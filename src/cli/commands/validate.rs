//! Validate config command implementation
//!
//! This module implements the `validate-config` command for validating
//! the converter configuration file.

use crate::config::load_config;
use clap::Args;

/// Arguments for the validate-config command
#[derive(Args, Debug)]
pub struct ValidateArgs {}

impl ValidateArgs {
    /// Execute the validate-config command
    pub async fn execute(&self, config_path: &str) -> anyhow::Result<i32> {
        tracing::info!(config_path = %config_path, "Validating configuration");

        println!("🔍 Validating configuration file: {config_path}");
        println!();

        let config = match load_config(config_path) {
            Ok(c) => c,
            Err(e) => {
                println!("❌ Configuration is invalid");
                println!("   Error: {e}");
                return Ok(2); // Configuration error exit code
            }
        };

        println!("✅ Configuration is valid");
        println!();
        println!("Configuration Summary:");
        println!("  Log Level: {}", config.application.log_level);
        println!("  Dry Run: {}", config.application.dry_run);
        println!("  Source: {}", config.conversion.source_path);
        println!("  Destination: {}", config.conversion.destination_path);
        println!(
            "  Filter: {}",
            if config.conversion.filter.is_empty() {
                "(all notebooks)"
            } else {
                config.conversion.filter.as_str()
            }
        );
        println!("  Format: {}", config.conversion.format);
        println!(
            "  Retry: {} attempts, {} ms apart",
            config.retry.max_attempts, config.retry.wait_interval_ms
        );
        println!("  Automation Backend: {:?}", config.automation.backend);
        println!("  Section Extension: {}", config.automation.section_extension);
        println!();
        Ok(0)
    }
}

== Exercise description ==
All of the entries need to be given again, word for word.

== Answer section ==
filename src/cli/commands/validate.rs
//! Validate config command implementation
//!
//! This module implements the `validate-config` command for validating
//! the converter configuration file.

use crate::config::load_config;
use clap::Args;

/// Arguments for the validate-config command
#[derive(Args, Debug)]
pub struct ValidateArgs {}

impl ValidateArgs {
    /// Execute the validate-config command
    pub async fn execute(&self, config_path: &str) -> anyhow::Result<i32> {
        tracing::info!(config_path = %config_path, "Validating configuration");

        println!("🔍 Validating configuration file: {config_path}");
        println!();

        let config = match load_config(config_path) {
            Ok(c) => c,
            Err(e) => {
                println!("❌ Configuration is invalid");
                println!("   Error: {e}");
                return Ok(2); // Configuration error exit code
            }
        };

        println!("✅ Configuration is valid");
        println!();
        println!("Configuration Summary:");
        println!("  Log Level: {}", config.application.log_level);
        println!("  Dry Run: {}", config.application.dry_run);
        println!("  Source: {}", config.conversion.source_path);
        println!("  Destination: {}", config.conversion.destination_path);
        println!(
            "  Filter: {}",
            if config.conversion.filter.is_empty() {
                "(all notebooks)"
            } else {
                config.conversion.filter.as_str()
            }
        );
        println!("  Format: {}", config.conversion.format);
        println!(
            "  Retry: {} attempts, {} ms apart",
            config.retry.max_attempts, config.retry.wait_interval_ms
        );
        println!("  Automation Backend: {:?}", config.automation.backend);
        println!("  Section Extension: {}", config.automation.section_extension);
        println!();
        Ok(0)
    }
}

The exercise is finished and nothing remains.